Browne is in the audience but he's not allowed to smoke his customary cigars because this is California.

Cerf said that BP's application isn't nearly as good as the sensor net he's got in his wine cellar which alerts him of the humidity he has wherever he is in the world. Although if something goes terribly wrong and he's in Antarctica, it might be too late to stop the bottles getting corked.

Gelsinger said governments had to weigh in but Cerf said taxation and crime on the net needed to be governed on an intergovernmental basis.

Cerf said we can't modify what's already there and change the Internet overnight.

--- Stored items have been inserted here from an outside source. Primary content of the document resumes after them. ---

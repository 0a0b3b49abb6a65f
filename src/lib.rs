//! # tensorloop
//!
//! **Elementwise kernel dispatch for strided, broadcast and mixed-dtype tensors.**
//!
//! tensorloop takes a scalar function and an iteration-space descriptor over
//! one output and any number of inputs, and runs the function once per
//! element on a parallel device.
//!
//! ## Features
//!
//! - **Three kernels**: packed vectorized, strided 1-D, strided N-D through an
//!   offset calculator; all produce identical results
//! - **Dynamic casting**: operands stored in a different dtype than the
//!   function expects are converted per element
//! - **Broadcasting**: zero-stride dimensions and host-resident scalars
//! - **Large spaces**: iteration spaces past the 32-bit index range are split
//!   into addressable subspaces
//! - **Streams**: kernels are enqueued on in-order streams with deferred,
//!   sticky error reporting
//! - **Pickle codec**: structured values and tensors cross the serialization
//!   boundary in Python's pickle format
//!
//! ## Quick Start
//!
//! ```
//! use tensorloop::prelude::*;
//!
//! # fn main() -> tensorloop::error::Result<()> {
//! let device = Device::new(0)?;
//! let x = Tensor::from_slice(&[1.0f32, 2.0, 3.0, 4.0], &[2, 2], &device)?;
//! let y = Tensor::from_slice(&[10.0f32, 20.0], &[2], &device)?;
//! let out = Tensor::empty(&[2, 2], DType::F32, &device)?;
//!
//! let iter = TensorIterConfig::new()
//!     .add_output(&out)
//!     .add_input(&x)
//!     .add_input(&y)
//!     .build()?;
//! launch_elementwise(&iter, |a: f32, b: f32| a * b)?;
//!
//! assert_eq!(out.to_vec::<f32>()?, vec![10.0, 40.0, 30.0, 80.0]);
//! # Ok(())
//! # }
//! ```

#![warn(missing_docs)]
#![warn(clippy::all)]

pub mod dtype;
pub mod error;
pub mod iter;
pub mod loops;
pub mod pickle;
pub mod runtime;
pub mod tensor;

/// Prelude module for convenient imports
pub mod prelude {
    pub use crate::dtype::{DType, Element};
    pub use crate::error::{Error, Result};
    pub use crate::iter::{ElementwiseIter, TensorIter, TensorIterConfig};
    pub use crate::loops::{
        DeviceFn, IndexedDeviceFn, Signature, launch_elementwise, launch_elementwise_with_index,
        launch_elementwise_with_scalars,
    };
    pub use crate::runtime::{Device, DeviceConfig, Stream};
    pub use crate::tensor::{Layout, Tensor};
}
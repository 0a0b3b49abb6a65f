//! In-order execution streams
//!
//! A [`Stream`] owns a worker thread draining a FIFO of kernel launches.
//! Enqueueing never blocks the caller. The worker executes every block of a
//! launch on the device's rayon pool, and each block runs its execution units
//! one after another. Work on one stream is totally ordered; nothing orders
//! work across streams.
//!
//! Faults are sticky until observed: a kernel body that panics, or a launch
//! whose geometry the device rejects, records an error that the next
//! [`Stream::check_last_error`] or [`Stream::synchronize`] returns.

use super::{DeviceConfig, LaunchConfig, ThreadIdx};
use crate::error::{Error, Result};
use parking_lot::{Condvar, Mutex};
use rayon::prelude::*;
use std::any::Any;
use std::collections::VecDeque;
use std::panic::{AssertUnwindSafe, catch_unwind};
use std::sync::Arc;
use std::sync::atomic::{AtomicU64, Ordering};
use std::thread::JoinHandle;

static NEXT_STREAM_ID: AtomicU64 = AtomicU64::new(0);

/// Kernel body executed once per execution unit
pub type KernelBody = Arc<dyn Fn(ThreadIdx) + Send + Sync>;

struct KernelLaunch {
    name: &'static str,
    config: LaunchConfig,
    body: KernelBody,
}

#[derive(Default)]
struct QueueState {
    queue: VecDeque<KernelLaunch>,
    running: bool,
    shutdown: bool,
    last_error: Option<Error>,
    completed: u64,
}

struct Shared {
    id: u64,
    device_id: usize,
    config: DeviceConfig,
    pool: Arc<rayon::ThreadPool>,
    state: Mutex<QueueState>,
    work_ready: Condvar,
    idle: Condvar,
}

struct StreamInner {
    shared: Arc<Shared>,
    worker: Mutex<Option<JoinHandle<()>>>,
}

/// Handle to an in-order work queue on a device.
///
/// Cloning is cheap and yields a handle to the same queue. The worker thread
/// drains any pending work and exits when the last handle is dropped.
#[derive(Clone)]
pub struct Stream {
    inner: Arc<StreamInner>,
}

impl Stream {
    pub(crate) fn new(
        device_id: usize,
        config: DeviceConfig,
        pool: Arc<rayon::ThreadPool>,
    ) -> Result<Self> {
        let id = NEXT_STREAM_ID.fetch_add(1, Ordering::Relaxed);
        let shared = Arc::new(Shared {
            id,
            device_id,
            config,
            pool,
            state: Mutex::new(QueueState::default()),
            work_ready: Condvar::new(),
            idle: Condvar::new(),
        });

        let worker_shared = Arc::clone(&shared);
        let worker = std::thread::Builder::new()
            .name(format!("tensorloop-stream-{id}"))
            .spawn(move || worker_loop(&worker_shared))
            .map_err(|e| Error::Internal(format!("failed to spawn stream worker: {e}")))?;

        tracing::debug!(stream = id, device = device_id, "stream created");

        Ok(Self {
            inner: Arc::new(StreamInner {
                shared,
                worker: Mutex::new(Some(worker)),
            }),
        })
    }

    /// Process-unique stream id
    #[inline]
    pub fn id(&self) -> u64 {
        self.inner.shared.id
    }

    /// Id of the device this stream executes on
    #[inline]
    pub fn device_id(&self) -> usize {
        self.inner.shared.device_id
    }

    /// Enqueue a kernel without waiting for it.
    ///
    /// Geometry that violates the device limits is recorded as the stream's
    /// last error and nothing is enqueued; the caller observes it through the
    /// deferred error check.
    pub fn launch<F>(&self, name: &'static str, config: LaunchConfig, body: F)
    where
        F: Fn(ThreadIdx) + Send + Sync + 'static,
    {
        let shared = &self.inner.shared;
        let mut state = shared.state.lock();

        if let Err(e) = config.validate(name, &shared.config) {
            tracing::warn!(stream = shared.id, kernel = name, error = %e, "launch rejected");
            record_error(&mut state, e);
            return;
        }

        tracing::trace!(
            stream = shared.id,
            kernel = name,
            grid = config.grid_dim,
            block = config.block_dim,
            elems_per_thread = config.elems_per_thread,
            "enqueue"
        );
        state.queue.push_back(KernelLaunch {
            name,
            config,
            body: Arc::new(body),
        });
        shared.work_ready.notify_one();
    }

    /// Take the error recorded by a previous launch, if any.
    ///
    /// Does not wait for pending work; a fault in a kernel that has not run
    /// yet is reported by a later check.
    pub fn check_last_error(&self) -> Result<()> {
        match self.inner.shared.state.lock().last_error.take() {
            Some(e) => Err(e),
            None => Ok(()),
        }
    }

    /// Block until every enqueued kernel has finished, then report any
    /// recorded error.
    pub fn synchronize(&self) -> Result<()> {
        let shared = &self.inner.shared;
        let mut state = shared.state.lock();
        while !state.queue.is_empty() || state.running {
            shared.idle.wait(&mut state);
        }
        match state.last_error.take() {
            Some(e) => Err(e),
            None => Ok(()),
        }
    }

    /// Number of kernels that have finished executing on this stream
    pub fn completed_launches(&self) -> u64 {
        self.inner.shared.state.lock().completed
    }
}

impl PartialEq for Stream {
    fn eq(&self, other: &Self) -> bool {
        Arc::ptr_eq(&self.inner, &other.inner)
    }
}

impl Eq for Stream {}

impl std::fmt::Debug for Stream {
    fn fmt(&self, f: &mut std::fmt::Formatter<'_>) -> std::fmt::Result {
        f.debug_struct("Stream")
            .field("id", &self.inner.shared.id)
            .field("device", &self.inner.shared.device_id)
            .finish()
    }
}

impl Drop for StreamInner {
    fn drop(&mut self) {
        {
            let mut state = self.shared.state.lock();
            state.shutdown = true;
            self.shared.work_ready.notify_all();
        }
        if let Some(handle) = self.worker.lock().take() {
            // A kernel can hold the last handle; its worker then exits on its own.
            if handle.thread().id() != std::thread::current().id() {
                let _ = handle.join();
            }
        }
        tracing::debug!(stream = self.shared.id, "stream destroyed");
    }
}

// The first unobserved error wins, like a sticky device error.
fn record_error(state: &mut QueueState, error: Error) {
    if state.last_error.is_none() {
        state.last_error = Some(error);
    }
}

fn worker_loop(shared: &Shared) {
    loop {
        let launch = {
            let mut state = shared.state.lock();
            loop {
                if let Some(launch) = state.queue.pop_front() {
                    state.running = true;
                    break launch;
                }
                if state.shutdown {
                    return;
                }
                shared.work_ready.wait(&mut state);
            }
        };

        let fault = execute(shared, &launch).err();

        let mut state = shared.state.lock();
        state.running = false;
        state.completed += 1;
        if let Some(message) = fault {
            tracing::warn!(stream = shared.id, kernel = launch.name, %message, "kernel fault");
            record_error(
                &mut state,
                Error::DeviceFault {
                    stream: shared.id,
                    message,
                },
            );
        }
        if state.queue.is_empty() {
            shared.idle.notify_all();
        }
    }
}

/// Run every block of the grid on the pool; a panic in any unit is a fault
fn execute(shared: &Shared, launch: &KernelLaunch) -> std::result::Result<(), String> {
    let LaunchConfig {
        grid_dim,
        block_dim,
        ..
    } = launch.config;
    let body = &launch.body;

    catch_unwind(AssertUnwindSafe(|| {
        shared.pool.install(|| {
            (0..grid_dim).into_par_iter().for_each(|block| {
                for thread in 0..block_dim {
                    body(ThreadIdx {
                        block,
                        thread,
                        block_dim,
                    });
                }
            });
        });
    }))
    .map_err(|payload| format!("kernel '{}' panicked: {}", launch.name, panic_message(&payload)))
}

fn panic_message(payload: &Box<dyn Any + Send>) -> String {
    if let Some(s) = payload.downcast_ref::<&str>() {
        (*s).to_string()
    } else if let Some(s) = payload.downcast_ref::<String>() {
        s.clone()
    } else {
        "unknown panic payload".to_string()
    }
}

#[cfg(test)]
mod tests {
    use super::*;
    use crate::runtime::BLOCK_SIZE;
    use std::sync::atomic::AtomicUsize;

    fn test_stream() -> Stream {
        let pool = rayon::ThreadPoolBuilder::new()
            .num_threads(2)
            .build()
            .unwrap();
        Stream::new(0, DeviceConfig::default(), Arc::new(pool)).unwrap()
    }

    #[test]
    fn test_every_unit_runs_once() {
        let stream = test_stream();
        let hits = Arc::new(AtomicUsize::new(0));
        let counter = Arc::clone(&hits);
        let config = LaunchConfig {
            grid_dim: 3,
            block_dim: BLOCK_SIZE,
            elems_per_thread: 1,
        };
        stream.launch("count", config, move |_| {
            counter.fetch_add(1, Ordering::Relaxed);
        });
        stream.synchronize().unwrap();
        assert_eq!(hits.load(Ordering::Relaxed), 3 * BLOCK_SIZE as usize);
        assert_eq!(stream.completed_launches(), 1);
    }

    #[test]
    fn test_launches_run_in_order() {
        let stream = test_stream();
        let log = Arc::new(Mutex::new(Vec::new()));
        let config = LaunchConfig {
            grid_dim: 1,
            block_dim: 1,
            elems_per_thread: 1,
        };
        for i in 0..8 {
            let log = Arc::clone(&log);
            stream.launch("append", config, move |_| log.lock().push(i));
        }
        stream.synchronize().unwrap();
        assert_eq!(*log.lock(), (0..8).collect::<Vec<_>>());
    }

    #[test]
    fn test_panic_becomes_fault() {
        let stream = test_stream();
        let config = LaunchConfig {
            grid_dim: 1,
            block_dim: 1,
            elems_per_thread: 1,
        };
        stream.launch("boom", config, |_| panic!("bad element"));
        let err = stream.synchronize().unwrap_err();
        assert!(matches!(err, Error::DeviceFault { .. }));
        assert!(err.to_string().contains("bad element"));
        // the fault is consumed by the check that reported it
        assert!(stream.check_last_error().is_ok());
    }

    #[test]
    fn test_invalid_geometry_is_deferred() {
        let stream = test_stream();
        let config = LaunchConfig {
            grid_dim: 1,
            block_dim: 4096,
            elems_per_thread: 1,
        };
        stream.launch("too_wide", config, |_| {});
        assert!(matches!(
            stream.check_last_error(),
            Err(Error::InvalidLaunch { kernel: "too_wide", .. })
        ));
        assert_eq!(stream.completed_launches(), 0);
    }

    #[test]
    fn test_drop_drains_pending_work() {
        let hits = Arc::new(AtomicUsize::new(0));
        {
            let stream = test_stream();
            let config = LaunchConfig {
                grid_dim: 4,
                block_dim: 8,
                elems_per_thread: 1,
            };
            for _ in 0..4 {
                let counter = Arc::clone(&hits);
                stream.launch("late", config, move |_| {
                    counter.fetch_add(1, Ordering::Relaxed);
                });
            }
        }
        assert_eq!(hits.load(Ordering::Relaxed), 4 * 4 * 8);
    }
}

After Cerf went, Gelsinger said the Internet is still a 1973 Buick, but everything needs to change because the Internet is growing so fast. So we suspect what Pat is trying to say is that we need need kit, new silicon and new everything. Wouldn't that be nice?

But that's too easy and flip. Gelsinger said we can't throw out all that old Buick stuff, we have to overlay the net and improve it. IPV6 is wonderful but it could be years or decades before it arrives.

Computational services overlay is the answer, said Pat, because it abstracts problems at a higher layer.

He said Intel's ideas are on www.planet-lab.org. Once INTC had the sufficient resources, it had established the ideas at universities worldwide. There's 150 of them worldwide. HP, NEC and France Telecom are in there, naturally.

He showed a PHI Planet Lab Intel project which can track viral and other attacks worldwide. Most of the activity comes from the US, particularly the East Coast. PHI could block dynamically the top 10 by alerting corporate firewalls worldwide.

Intel and HP will commercialise the PlanetLab idea, said Gelsinger, after showing a demonstration of future technology and uttering the words: The man behind the curtain is turning on the PlanetLab node. The Wizard of Oz.